Scientific classification
- Kingdom: Animalia
- Phylum: Chordata
- Class: Amphibia
- Order: Gymnophiona
- Clade: Apoda
- Family: Typhlonectidae
- Genus: Chthonerpeton
- Species: C. indistinctum
- Binomial name: Chthonerpeton indistinctum (Reinhardt and Lütken, 1862)
- Synonyms: Siphonops indistinctus Reinhardt and Lütken, 1862 "1861" Chthonerpeton corrugatum Taylor, 1968 Chthonerpeton erugatum Taylor, 1968 Chthonerpeton hellmichi Taylor, 1968 Nectocaecilia fasciata Taylor, 1968

= Chthonerpeton indistinctum =

- Genus: Chthonerpeton
- Species: indistinctum
- Authority: (Reinhardt and Lütken, 1862)
- Conservation status: LC
- Synonyms: Siphonops indistinctus Reinhardt and Lütken, 1862 "1861", Chthonerpeton corrugatum Taylor, 1968, Chthonerpeton erugatum Taylor, 1968, Chthonerpeton hellmichi Taylor, 1968, Nectocaecilia fasciata Taylor, 1968

Species of amphibian

Chthonerpeton indistinctum is a species of caecilian in the family Typhlonectidae. It is found in northeastern Argentina, Paraguay, Uruguay, and southeastern Brazil. The common name Argentine caecilian has been coined for it.

==Description==
Chthonerpeton indistinctum is a snakelike amphibian with no limbs. It can grow to about 53 cm. The body has 70 to 80 transverse folds, giving it a segmented appearance. The head has a pair of sensory tentacles between the nostrils and the eyes, and this area of skin is white. The body is black above and dark grey beneath, both with tiny white flecks. The flat, disc-like area surrounding the cloaca is creamy white.

==Distribution and habitat==
C. indistinctum is found in Paraguay, Uruguay, Brazil and Argentina at altitudes ranging up to 1000 m. It is partially terrestrial and partly aquatic, possibly having annual migrations. When on land, it mostly stays close to the river bank, but occasionally ventures some way from water. Occasionally, it gets washed out to sea on mats of vegetation and has been found alive in the brackish water of estuaries. It is a common species, sometimes occurring in very large numbers, and the IUCN Red List of Threatened Species lists it as being of "Least Concern".

==Biology==
This species is viviparous, giving birth to live young.
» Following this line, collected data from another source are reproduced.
//! JSON output formatting

use std::io::{self, Write};

use crate::tree::Entry;

/// Serialize `entry` as pretty-printed JSON.
pub fn to_json(entry: &Entry) -> io::Result<String> {
    serde_json::to_string_pretty(entry).map_err(io::Error::other)
}

/// Print the tree as pretty-printed JSON to stdout.
pub fn print_json(entry: &Entry) -> io::Result<()> {
    let json = to_json(entry)?;
    let mut stdout = io::stdout().lock();
    writeln!(stdout, "{}", json)?;
    stdout.flush()
}
//! The in-memory tree model

use serde::Serialize;

/// Classification of an entry, fixed when the entry is built.
#[derive(Debug, Clone, Copy, PartialEq, Eq, Serialize)]
#[serde(rename_all = "lowercase")]
pub enum EntryKind {
    Regular,
    Directory,
    Other,
}

/// How the listing of a directory ended.
#[derive(Debug, Clone, PartialEq, Eq, Serialize)]
#[serde(tag = "state", rename_all = "snake_case")]
pub enum ListingStatus {
    Complete,
    /// The directory could not be opened, or a child failed and the
    /// partial listing was discarded. `children` is empty.
    Unreadable { reason: String },
    /// Some children failed and were skipped; one message per skipped child.
    Incomplete { failures: Vec<String> },
    /// Descent stopped at the depth guard. `children` is empty.
    DepthLimited,
}

/// One filesystem object. A `Directory` exclusively owns its children.
///
/// Children are ordered with every non-directory first, then every
/// directory; each group is in reverse of the order the directory listing
/// produced them.
#[derive(Debug, Clone, PartialEq, Eq, Serialize)]
#[serde(tag = "type", rename_all = "lowercase")]
pub enum Entry {
    Regular {
        name: String,
        size: u64,
    },
    Directory {
        name: String,
        children: Vec<Entry>,
        status: ListingStatus,
    },
    Other {
        name: String,
    },
}

impl Entry {
    pub fn name(&self) -> &str {
        match self {
            Entry::Regular { name, .. } => name,
            Entry::Directory { name, .. } => name,
            Entry::Other { name } => name,
        }
    }

    pub fn kind(&self) -> EntryKind {
        match self {
            Entry::Regular { .. } => EntryKind::Regular,
            Entry::Directory { .. } => EntryKind::Directory,
            Entry::Other { .. } => EntryKind::Other,
        }
    }

    pub fn is_dir(&self) -> bool {
        matches!(self, Entry::Directory { .. })
    }

    /// Children of a directory; empty for every other kind.
    pub fn children(&self) -> &[Entry] {
        match self {
            Entry::Directory { children, .. } => children,
            _ => &[],
        }
    }

    /// Number of entries in this subtree, including `self`.
    pub fn count(&self) -> usize {
        1 + self.children().iter().map(Entry::count).sum::<usize>()
    }

    /// Consume the tree. Children are dropped before their parent.
    pub fn release(self) {
        drop(self);
    }
}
It is considered to have several characteristics which indicate it is more primitive than other, more highly derived species. As caecilians evolved, their chromosomes are thought to have reduced in number. A number of species were karyotyped, and C. indistinctum was found to have a diploid number of 20 as against one of 28 for the more derived Typhlonectes compressicauda, an unexpected result. Further study is expected to clarify the taxonomic relationships between different species of caecilians.